Terror wave might change Israel summer camp itinerary, but the trip goes on

 

 

Click photo to download. Caption: Participants of Ramah's Israel summer camp experience stand arm in arm at the Western Wall in Jerusalem. Credit: Ramah Commission.

By Maayan Jaffe-Hoffman/JNS.org

Every summer has a story, and the best stories often happen in Israel. Whether it’s through Ramah, NCSY, NFTY, the Jewish Agency for Israel, Birthright, your local synagogue, or plenty of other trip providers, a summer in Israel can mean a lifetime of memories for Jewish teenagers.

But what happens to those memories of sunrise of at Masada, floating in the Dead Sea, hiking the springs of Ein Gedi, or taking a camel ride through the Negev desert when there is a heightened security situation, Palestinian intifada, or war in Israel? 

Amy Cooper—national associate director of Conservative Judaism’s Ramah Commission camping arm—says the itinerary might change, but the trip goes on.

“The kids have been hearing about this Israel experience since they started camp, whether it be day camp at [age] 5 or overnight camp at 8,” Cooper tells JNS.org. “We have never cancelled one of our trips during any summer, including any of the recent intifadas.”

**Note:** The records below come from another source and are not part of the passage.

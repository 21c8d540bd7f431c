//! Configuration schema definitions.
//!
//! `MasterSlaveConfig` holds the pool sizing and read routing knobs for a
//! master/slave deployment. `MasterSlaveServersConfig` is the more specific
//! configuration that adds node addresses and is derived from a base config.
//! All types derive Serde traits for deserialization from config files.

use std::fmt;
use std::sync::Arc;
use serde::{Deserialize, Deserializer, Serialize, Serializer};
use serde::ser::SerializeStruct;

use crate::config::loader::ConfigError;
use crate::config::read_mode::ReadMode;
use crate::config::validation::validate_config;
use crate::load_balancer::{LoadBalancer, LoadBalancerKind, RoundRobin};

/// Connection pool categories sized by the configuration.
#[derive(Debug, Clone, Copy, PartialEq, Eq, Hash)]
pub enum PoolKind {
    /// Master command connections.
    MasterCommand,
    /// Command connections, per slave node.
    SlaveCommand,
    /// Pub/sub connections, per slave node.
    SlaveSubscription,
}

impl fmt::Display for PoolKind {
    fn fmt(&self, f: &mut fmt::Formatter<'_>) -> fmt::Result {
        let s = match self {
            PoolKind::MasterCommand => "master connection pool",
            PoolKind::SlaveCommand => "slave connection pool",
            PoolKind::SlaveSubscription => "slave subscription connection pool",
        };
        f.write_str(s)
    }
}

/// Pool sizing and read routing for a master/slave deployment.
///
/// Setters return `&mut Self` so calls can be chained. Nothing is validated on
/// assignment; [`MasterSlaveConfig::freeze`] validates and hands back the
/// shared read-only artifact consumed by the connection manager.
#[derive(Debug, Clone, Deserialize, Serialize)]
#[serde(default)]
pub struct MasterSlaveConfig {
    /// Strategy picking a node for each read. Round-robin by default.
    #[serde(
        serialize_with = "serialize_balancer",
        deserialize_with = "deserialize_balancer"
    )]
    load_balancer: Arc<dyn LoadBalancer>,

    /// Minimum idle pub/sub connections for each slave node.
    slave_subscription_connection_minimum_idle_size: usize,

    /// Maximum pub/sub connections for each slave node.
    slave_subscription_connection_pool_size: usize,

    /// Minimum idle command connections for each slave node.
    slave_connection_minimum_idle_size: usize,

    /// Maximum command connections for each slave node.
    slave_connection_pool_size: usize,

    /// Minimum idle command connections to the master.
    master_connection_minimum_idle_size: usize,

    /// Maximum command connections to the master.
    master_connection_pool_size: usize,

    read_mode: ReadMode,
}

impl Default for MasterSlaveConfig {
    fn default() -> Self {
        Self {
            load_balancer: Arc::new(RoundRobin::new()),
            slave_subscription_connection_minimum_idle_size: 1,
            slave_subscription_connection_pool_size: 50,
            slave_connection_minimum_idle_size: 10,
            slave_connection_pool_size: 64,
            master_connection_minimum_idle_size: 10,
            master_connection_pool_size: 64,
            read_mode: ReadMode::Slave,
        }
    }
}

impl AsRef<MasterSlaveConfig> for MasterSlaveConfig {
    fn as_ref(&self) -> &MasterSlaveConfig {
        self
    }
}

impl MasterSlaveConfig {
    pub fn new() -> Self {
        Self::default()
    }

    /// Build a new config from any config carrying master/slave settings.
    ///
    /// Scalars are copied by value; the load balancer is shared with the source.
    pub fn copy_from<C: AsRef<MasterSlaveConfig>>(source: &C) -> Self {
        let source = source.as_ref();
        let mut config = Self::default();
        config
            .set_load_balancer(source.load_balancer().clone())
            .set_master_connection_pool_size(source.master_connection_pool_size())
            .set_slave_connection_pool_size(source.slave_connection_pool_size())
            .set_slave_subscription_connection_pool_size(source.slave_subscription_connection_pool_size())
            .set_master_connection_minimum_idle_size(source.master_connection_minimum_idle_size())
            .set_slave_connection_minimum_idle_size(source.slave_connection_minimum_idle_size())
            .set_slave_subscription_connection_minimum_idle_size(
                source.slave_subscription_connection_minimum_idle_size(),
            )
            .set_read_mode(source.read_mode());
        config
    }

    /// Command connection pool size for each slave node. Default 64.
    pub fn set_slave_connection_pool_size(&mut self, size: usize) -> &mut Self {
        self.slave_connection_pool_size = size;
        self
    }

    pub fn slave_connection_pool_size(&self) -> usize {
        self.slave_connection_pool_size
    }

    /// Master command connection pool size. Default 64.
    pub fn set_master_connection_pool_size(&mut self, size: usize) -> &mut Self {
        self.master_connection_pool_size = size;
        self
    }

    pub fn master_connection_pool_size(&self) -> usize {
        self.master_connection_pool_size
    }

    /// Replace the read load balancer. The previous strategy is dropped, not mutated.
    pub fn set_load_balancer(&mut self, load_balancer: Arc<dyn LoadBalancer>) -> &mut Self {
        self.load_balancer = load_balancer;
        self
    }

    pub fn load_balancer(&self) -> &Arc<dyn LoadBalancer> {
        &self.load_balancer
    }

    /// Pub/sub connection pool size for each slave node. Default 50.
    pub fn set_slave_subscription_connection_pool_size(&mut self, size: usize) -> &mut Self {
        self.slave_subscription_connection_pool_size = size;
        self
    }

    pub fn slave_subscription_connection_pool_size(&self) -> usize {
        self.slave_subscription_connection_pool_size
    }

    /// Minimum idle command connections for each slave node. Default 10.
    pub fn set_slave_connection_minimum_idle_size(&mut self, size: usize) -> &mut Self {
        self.slave_connection_minimum_idle_size = size;
        self
    }

    pub fn slave_connection_minimum_idle_size(&self) -> usize {
        self.slave_connection_minimum_idle_size
    }

    /// Minimum idle master command connections. Default 10.
    pub fn set_master_connection_minimum_idle_size(&mut self, size: usize) -> &mut Self {
        self.master_connection_minimum_idle_size = size;
        self
    }

    pub fn master_connection_minimum_idle_size(&self) -> usize {
        self.master_connection_minimum_idle_size
    }

    /// Minimum idle pub/sub connections for each slave node. Default 1.
    pub fn set_slave_subscription_connection_minimum_idle_size(&mut self, size: usize) -> &mut Self {
        self.slave_subscription_connection_minimum_idle_size = size;
        self
    }

    pub fn slave_subscription_connection_minimum_idle_size(&self) -> usize {
        self.slave_subscription_connection_minimum_idle_size
    }

    /// Node class used for reads. Default `SLAVE`.
    pub fn set_read_mode(&mut self, read_mode: ReadMode) -> &mut Self {
        self.read_mode = read_mode;
        self
    }

    pub fn read_mode(&self) -> ReadMode {
        self.read_mode
    }

    /// `(pool, minimum idle, pool size)` for every pool category.
    pub fn pools(&self) -> [(PoolKind, usize, usize); 3] {
        [
            (
                PoolKind::MasterCommand,
                self.master_connection_minimum_idle_size,
                self.master_connection_pool_size,
            ),
            (
                PoolKind::SlaveCommand,
                self.slave_connection_minimum_idle_size,
                self.slave_connection_pool_size,
            ),
            (
                PoolKind::SlaveSubscription,
                self.slave_subscription_connection_minimum_idle_size,
                self.slave_subscription_connection_pool_size,
            ),
        ]
    }

    /// Validate and freeze into the shared read-only form.
    pub fn freeze(self) -> Result<Arc<MasterSlaveConfig>, ConfigError> {
        if let Err(errors) = validate_config(&self) {
            tracing::error!(error_count = errors.len(), "Master/slave configuration rejected");
            return Err(ConfigError::Validation(errors));
        }

        tracing::debug!(
            read_mode = %self.read_mode,
            load_balancer = self.load_balancer.name(),
            master_pool = self.master_connection_pool_size,
            slave_pool = self.slave_connection_pool_size,
            slave_subscription_pool = self.slave_subscription_connection_pool_size,
            "Master/slave configuration frozen"
        );
        Ok(Arc::new(self))
    }
}

fn serialize_balancer<S: Serializer>(lb: &Arc<dyn LoadBalancer>, s: S) -> Result<S::Ok, S::Error> {
    if let Some(kind) = lb.kind() {
        return kind.serialize(s);
    }
    // Custom strategies have no file form; record the name only
    let mut state = s.serialize_struct("LoadBalancer", 1)?;
    state.serialize_field("type", lb.name())?;
    state.end()
}

fn deserialize_balancer<'de, D: Deserializer<'de>>(d: D) -> Result<Arc<dyn LoadBalancer>, D::Error> {
    let kind = LoadBalancerKind::deserialize(d)?;
    if let LoadBalancerKind::WeightedRoundRobin { weights, .. } = &kind {
        if let Some(bad) = weights.keys().find(|addr| addr.parse::<std::net::SocketAddr>().is_err()) {
            return Err(serde::de::Error::custom(format!(
                "invalid node address in load balancer weights: '{}'",
                bad
            )));
        }
    }
    Ok(kind.build())
}

/// Master/slave deployment: node addresses plus the master/slave settings.
#[derive(Debug, Clone, Deserialize, Serialize, Default)]
#[serde(default)]
pub struct MasterSlaveServersConfig {
    /// Master node address (e.g., "127.0.0.1:6379").
    pub master_address: Option<String>,

    /// Slave node addresses.
    pub slave_addresses: Vec<String>,

    /// Database index selected on connect.
    pub database: u32,

    /// Pool sizing and read routing.
    pub master_slave: MasterSlaveConfig,
}

impl AsRef<MasterSlaveConfig> for MasterSlaveServersConfig {
    fn as_ref(&self) -> &MasterSlaveConfig {
        &self.master_slave
    }
}

impl MasterSlaveServersConfig {
    /// Derive a servers config from a base config. Addresses start empty.
    pub fn from_base<C: AsRef<MasterSlaveConfig>>(base: &C) -> Self {
        Self {
            master_slave: MasterSlaveConfig::copy_from(base),
            ..Self::default()
        }
    }

    pub fn set_master_address(&mut self, address: impl Into<String>) -> &mut Self {
        self.master_address = Some(address.into());
        self
    }

    pub fn add_slave_address(&mut self, address: impl Into<String>) -> &mut Self {
        self.slave_addresses.push(address.into());
        self
    }

    pub fn set_database(&mut self, database: u32) -> &mut Self {
        self.database = database;
        self
    }
}
//! Configuration management subsystem.
//!
//! # Data Flow
//! ```text
//! config file (TOML)                 builder code
//!     → loader.rs (parse)                → setters on MasterSlaveConfig
//!     → validation.rs (semantic checks)  → freeze() (validation.rs)
//!     → MasterSlaveServersConfig         → Arc<MasterSlaveConfig>
//!     → shared via Arc with the connection manager
//! ```
//!
//! # Design Decisions
//! - Mutable while building, read-only once frozen behind an Arc
//! - All fields have defaults to allow minimal configs
//! - Validation separates syntactic (serde) from semantic checks
//! - No live reconfiguration; a new config means a new Arc

pub mod loader;
pub mod read_mode;
pub mod schema;
pub mod validation;

pub use loader::{load_config, parse_config, ConfigError};
pub use read_mode::ReadMode;
pub use schema::{MasterSlaveConfig, MasterSlaveServersConfig, PoolKind};
pub use validation::ValidationError;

Even during the 1987-93 and 2000-05 intifadas, as well as the Gaza war of 2014, Ramah’s number of campers visiting Israel remained “fairly consistent” with any other year, according to Cooper. The camp has brought about 300 youths per year on summer trips to the Jewish state since the mid-1960s. This year, that consistency might be tested again due to the ongoing wave of Palestinian stabbing, car-ramming, and shooting attacks in Israel.

Cooper says that Ramah handles security through its Israel office and in conjunction with Israel’s “situation room,” which is set up to help inform tourist groups of any potential dangers. She says the team checks daily to see if there are any changes to the pre-planned itinerary that should be made to ensure campers’ safety. The summer of the latest Gaza war, for example, Ramah spent two weeks in northern Israel, further away from Hamas rockets in the south.

Click photo to download. Caption: Participants of Ramah's Israel summer camp experience ride camels. Credit: Ramah Commission.

In addition, Ramah is particularly cognizant of communication with parents. A daily email lets parents know where their kids are and what they are doing, and informs them of any safety precautions that are being taken. Cooper calls this communication “direct and honest.”

Amir Halevi, director general of the Israeli Tourism Ministry, tells JNS.org that he does not expect more than a 5 or 10 percent decrease in tourists visiting Israel this year, despite the current wave of terrorism. According to the Israeli Foreign Ministry, more than 30 Israelis have been killed in terrorist attacks and more than 400 have been injured since last September. There have been more than 200, more than 80 shootings, and more than 40 vehicular attacks. Of particular concern to Americans considering trips to Israel, including prospective campers and their parents, are the recent murders of 18-year-old American gap-year yeshiva student Ezra Schwartz and 29-year-old American graduate student Taylor Force in Palestinian terror attacks.

Yet “even with the situation we have now, Israel is much safer than many other places in the world,” Halevi says. The director general cites a statement by former New York City mayor Rudy Giuliani, who visited in Israel in March 2016, that “with all the terrorism, you’re still safer in Tel Aviv or Jerusalem than in Chicago.”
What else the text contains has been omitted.